Flowr Corp. (FLWR.V) announced Thursday it will soon make millions of its high-quality pot clone plants available for sale in Canada, a byproduct of cannabis plants from its Kelowna, B.C.-based grow facility.
“This whole thing is a happy accident,” Vinay Tolia, chief executive officer of Flowr, told BNN Bloomberg in a phone interview. “We realized early on that there was a vast need for this product.”
Tolia said the pot producer typically wound up with excess biomass material using the “Sea of Green” cultivation technique, a growing method that yields as much as cannabis as possible in a short amount of time.
Flowr now has three million clone plants – a little piece of plant that has been cut off from the main cannabis plant – which Tolia said the company plans to sell to home growers and micro cultivators for about $10 to $20 per plant in the spring when the outdoor growing season starts.

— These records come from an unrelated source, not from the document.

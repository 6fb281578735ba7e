//! The consumer side of a subscription.

use crate::core::AirplaneState;
use crate::notify::Subscription;
use std::pin::Pin;
use std::task::{Context, Poll};
use tokio::sync::mpsc;
use tokio_stream::Stream;

/// Lazy, infinite sequence of states produced by one subscription.
///
/// When created by `get_and_observe`, the sampled value is held here and
/// yielded before anything from the channel, so it always comes first
/// regardless of how fast the host delivers events.
///
/// Cancelling (or dropping) the stream disposes the subscription. After
/// [`cancel`](Self::cancel) returns, no further element is yielded.
///
/// # Examples
///
/// ```rust
/// use airplane_mode_watch::prelude::*;
/// use std::sync::Arc;
///
/// # fn example() -> Result<()> {
/// let watcher = AirplaneModeWatcher::create()?;
/// let host = Arc::new(SimulatedHost::new());
///
/// let mut stream = watcher.get_and_observe(Some(host.clone()))?.subscribe();
/// assert_eq!(stream.try_next(), Some(AirplaneState::Off));
///
/// host.set_airplane_mode(true);
/// assert_eq!(stream.try_next(), Some(AirplaneState::On));
///
/// stream.cancel();
/// assert_eq!(stream.try_next(), None);
/// # Ok(())
/// # }
/// # example().unwrap();
/// ```
pub struct StateStream {
    initial: Option<AirplaneState>,
    receiver: mpsc::UnboundedReceiver<AirplaneState>,
    subscription: Subscription,
    cancelled: bool,
}

impl StateStream {
    pub(crate) fn new(
        initial: Option<AirplaneState>,
        receiver: mpsc::UnboundedReceiver<AirplaneState>,
        subscription: Subscription,
    ) -> Self {
        Self {
            initial,
            receiver,
            subscription,
            cancelled: false,
        }
    }

    /// Wait for the next state.
    ///
    /// Returns `None` once the stream is cancelled or the host has dropped
    /// the listener.
    pub async fn next(&mut self) -> Option<AirplaneState> {
        if self.cancelled {
            return None;
        }
        if let Some(state) = self.initial.take() {
            return Some(state);
        }
        self.receiver.recv().await
    }

    /// Take the next state if one is ready, without waiting.
    pub fn try_next(&mut self) -> Option<AirplaneState> {
        if self.cancelled {
            return None;
        }
        if let Some(state) = self.initial.take() {
            return Some(state);
        }
        self.receiver.try_recv().ok()
    }

    /// Block the current thread until the next state arrives.
    ///
    /// # Panics
    ///
    /// Panics when called from within an asynchronous execution context.
    pub fn blocking_next(&mut self) -> Option<AirplaneState> {
        if self.cancelled {
            return None;
        }
        if let Some(state) = self.initial.take() {
            return Some(state);
        }
        self.receiver.blocking_recv()
    }

    /// Stop the stream and dispose its subscription.
    ///
    /// Safe to call repeatedly and from any thread that owns the stream.
    pub fn cancel(&mut self) {
        if self.cancelled {
            return;
        }
        self.cancelled = true;
        self.initial = None;
        self.receiver.close();
        self.subscription.dispose();
    }

    /// Whether [`cancel`](Self::cancel) has been called.
    pub fn is_cancelled(&self) -> bool {
        self.cancelled
    }

    /// The underlying subscription.
    pub fn subscription(&self) -> &Subscription {
        &self.subscription
    }
}

impl Stream for StateStream {
    type Item = AirplaneState;

    fn poll_next(self: Pin<&mut Self>, cx: &mut Context<'_>) -> Poll<Option<Self::Item>> {
        let this = self.get_mut();
        if this.cancelled {
            return Poll::Ready(None);
        }
        if let Some(state) = this.initial.take() {
            return Poll::Ready(Some(state));
        }
        this.receiver.poll_recv(cx)
    }
}

impl Drop for StateStream {
    fn drop(&mut self) {
        self.cancel();
    }
}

“It has the potential to be a really nice revenue stream,” he said. “It’s very high margin and it costs next to nothing for us.”
Tolia said the cloned plants would be well-suited for the cannabis connoisseur with an interest in growing their own pot. Canadians in all provinces – except Manitoba and Quebec where the provincial governments have moved to ban home growing – are legally allowed up to four cannabis plants per household.
“We see customers trying to develop plants themselves and likely demanding premium quality flower, which is our bread and butter,” Tolia said. “I draw the comparison with home beer brewers. After brewing your own beer, you’re less likely to drink Miller Lite after that.”
After listing on Toronto’s TSX Venture Exchange through a reverse takeover in September that raised $36 million, Flowr’s shares have dropped 43 per cent from its all-time high as of Wednesday’s closing price. The company presents itself as a grower of high-quality cannabis with dried flower priced at about $15 per gram, compared to a weighted average of $10.64 on the Ontario Cannabis Store website.
Flowr has the backing of U.S.-based gardening giant Scotts Miracle-Gro Co. One of its subsidiaries is collaborating with Flowr on cannabis growing techniques at its B.C. facility.
Tolia demurred if Scotts and Flowr would further collaborate on providing interested cannabis growers a “garden-in-a-box,” where a cloned plant could be sold with all the nutrients and equipment needed to grow pot at home.
“It’s not our core competency but it makes a lot of sense for someone to do something like that,” he said.